**Problem to work on:**
Report every line of the records beneath this task that holds the string "items".
-- Opening Marker --
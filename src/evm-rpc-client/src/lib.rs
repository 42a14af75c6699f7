use std::future::Future;
use std::pin::Pin;

use alloy::consensus::TxEnvelope;
use alloy::eips::BlockNumberOrTag;
use alloy::primitives::{Address, B256, U64, U256};
use alloy::rpc::types::TransactionReceipt;
use anyhow::Context;
pub use jsonrpc_core::{
    Call, Failure, Id, MethodCall, Output, Params, Request, Response, Success, Version,
};
use serde::de::DeserializeOwned;

#[cfg(feature = "reqwest")]
pub mod reqwest;

const ETH_CHAIN_ID_METHOD: &str = "eth_chainId";
const ETH_GAS_PRICE_METHOD: &str = "eth_gasPrice";
const ETH_GET_BALANCE_METHOD: &str = "eth_getBalance";
const ETH_GET_TRANSACTION_COUNT_METHOD: &str = "eth_getTransactionCount";
const ETH_GET_TRANSACTION_RECEIPT_METHOD: &str = "eth_getTransactionReceipt";
const ETH_SEND_RAW_TRANSACTION_METHOD: &str = "eth_sendRawTransaction";

macro_rules! make_params_array {
    ($($items:expr),*) => {
        Params::Array(vec![$(serde_json::to_value($items)?, )*])
    };
}

/// A client for interacting with an Ethereum node over JSON-RPC.
#[derive(Clone)]
pub struct EvmRpcClient<C: Client> {
    client: C,
}

impl<C: Client> EvmRpcClient<C> {
    /// Create a new client over the given transport.
    pub fn new(client: C) -> Self {
        Self { client }
    }

    /// Returns chain id
    pub async fn get_chain_id(&self) -> anyhow::Result<u64> {
        self.single_request::<U64>(
            ETH_CHAIN_ID_METHOD.to_string(),
            Params::Array(vec![]),
            Id::Str(ETH_CHAIN_ID_METHOD.to_string()),
        )
        .await
        .map(|v| v.to())
    }

    /// Returns the gas price
    pub async fn gas_price(&self) -> anyhow::Result<U256> {
        self.single_request(
            ETH_GAS_PRICE_METHOD.to_string(),
            make_params_array!(),
            Id::Str(ETH_GAS_PRICE_METHOD.to_string()),
        )
        .await
    }

    /// Returns balance of the address.
    pub async fn get_balance(
        &self,
        address: Address,
        block: BlockNumberOrTag,
    ) -> anyhow::Result<U256> {
        self.single_request(
            ETH_GET_BALANCE_METHOD.to_string(),
            make_params_array!(address, block),
            Id::Str(ETH_GET_BALANCE_METHOD.to_string()),
        )
        .await
    }

    /// Returns transaction count of the address.
    pub async fn get_transaction_count(
        &self,
        address: Address,
        block: BlockNumberOrTag,
    ) -> anyhow::Result<u64> {
        self.single_request::<U64>(
            ETH_GET_TRANSACTION_COUNT_METHOD.to_string(),
            make_params_array!(address, block),
            Id::Str(ETH_GET_TRANSACTION_COUNT_METHOD.to_string()),
        )
        .await
        .map(|v| v.to())
    }

    /// Returns the receipt of a transaction, or `None` while it is not mined.
    pub async fn get_transaction_receipt(
        &self,
        hash: B256,
    ) -> anyhow::Result<Option<TransactionReceipt>> {
        self.single_request(
            ETH_GET_TRANSACTION_RECEIPT_METHOD.to_string(),
            make_params_array!(hash),
            Id::Str(hash.to_string()),
        )
        .await
    }

    /// Sends raw transaction and returns the transaction hash
    pub async fn send_raw_transaction(&self, transaction: &TxEnvelope) -> anyhow::Result<B256> {
        use alloy::eips::eip2718::Encodable2718;
        self.send_raw_transaction_bytes(&transaction.encoded_2718())
            .await
    }

    /// Sends raw transaction and takes the arguments in bytes.
    pub async fn send_raw_transaction_bytes(&self, transaction: &[u8]) -> anyhow::Result<B256> {
        let transaction = format!("0x{}", hex::encode(transaction));
        self.single_request(
            ETH_SEND_RAW_TRANSACTION_METHOD.to_string(),
            make_params_array!(transaction),
            Id::Str(ETH_SEND_RAW_TRANSACTION_METHOD.to_string()),
        )
        .await
    }

    /// Performs a request.
    pub async fn request(&self, request: Request) -> anyhow::Result<Response> {
        self.client.send_rpc_request(request).await
    }

    /// Performs a single request.
    pub async fn single_request<R: DeserializeOwned>(
        &self,
        method: String,
        params: Params,
        // For some reason some JSON RPC services fail to parse requests with null id
        id: Id,
    ) -> anyhow::Result<R> {
        let request = Request::Single(Call::MethodCall(MethodCall {
            jsonrpc: Some(Version::V2),
            method,
            params,
            id,
        }));

        let response = self.client.send_rpc_request(request).await?;

        match response {
            Response::Single(response) => match response {
                Output::Success(result) => {
                    serde_json::from_value(result.result).context("failed to deserialize value")
                }
                Output::Failure(err) => Err(anyhow::format_err!("{err:?}")),
            },
            Response::Batch(_) => Err(anyhow::format_err!("unexpected response type: batch")),
        }
    }
}

pub trait Client: Clone + Send + Sync {
    /// Send RPC request.
    fn send_rpc_request(
        &self,
        request: Request,
    ) -> Pin<Box<dyn Future<Output = anyhow::Result<Response>> + Send>>;
}
//! Snapshot tests for visitrank-render.

use chrono::NaiveDate;
use visitrank_render::{CsvRenderer, JsonlRenderer, OutputFormat, TupleRenderer, renderer_for};
use visitrank_ports::LineRenderer;
use visitrank_schema::tally::{DailyTop, DepartmentTally};

fn sample() -> DailyTop {
    DailyTop::new(
        NaiveDate::from_ymd_opt(2024, 3, 5).unwrap(),
        vec![
            DepartmentTally::new("Cardiology", 2),
            DepartmentTally::new("Emergency", 1),
            DepartmentTally::new("Neurology", 1),
        ],
    )
}

#[test]
fn tuple_line() {
    insta::assert_snapshot!(
        TupleRenderer.render_line(&sample()).unwrap(),
        @"('2024-03-05', [('Cardiology', 2), ('Emergency', 1), ('Neurology', 1)])"
    );
}

#[test]
fn csv_line() {
    insta::assert_snapshot!(
        CsvRenderer::default().render_line(&sample()).unwrap(),
        @"2024-03-05,Cardiology,2,Emergency,1,Neurology,1"
    );
}

#[test]
fn csv_line_custom_delimiter() {
    let r = CsvRenderer { delimiter: '\t' };
    assert_eq!(
        r.render_line(&sample()).unwrap(),
        "2024-03-05\tCardiology\t2\tEmergency\t1\tNeurology\t1"
    );
}

#[test]
fn jsonl_line() {
    insta::assert_snapshot!(
        JsonlRenderer.render_line(&sample()).unwrap(),
        @r#"{"date":"2024-03-05","top":[{"department":"Cardiology","count":2},{"department":"Emergency","count":1},{"department":"Neurology","count":1}]}"#
    );
}

#[test]
fn jsonl_line_parses_back() {
    let line = JsonlRenderer.render_line(&sample()).unwrap();
    let back: DailyTop = serde_json::from_str(&line).unwrap();
    assert_eq!(back, sample());
}

#[test]
fn renderer_for_dispatches() {
    for format in [OutputFormat::Tuple, OutputFormat::Csv, OutputFormat::Jsonl] {
        let line = renderer_for(format).render_line(&sample()).unwrap();
        assert!(line.contains("2024-03-05"), "{format}: {line}");
        assert!(!line.contains('\n'));
    }
}

#[test]
fn empty_top_renders() {
    let top = DailyTop::new(NaiveDate::from_ymd_opt(2024, 1, 1).unwrap(), vec![]);
    assert_eq!(TupleRenderer.render_line(&top).unwrap(), "('2024-01-01', [])");
    assert_eq!(CsvRenderer::default().render_line(&top).unwrap(), "2024-01-01");
}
-- Closing Marker --
**Solution below:**
    ($($items:expr),*) => {
        Params::Array(vec![$(serde_json::to_value($items)?, )*])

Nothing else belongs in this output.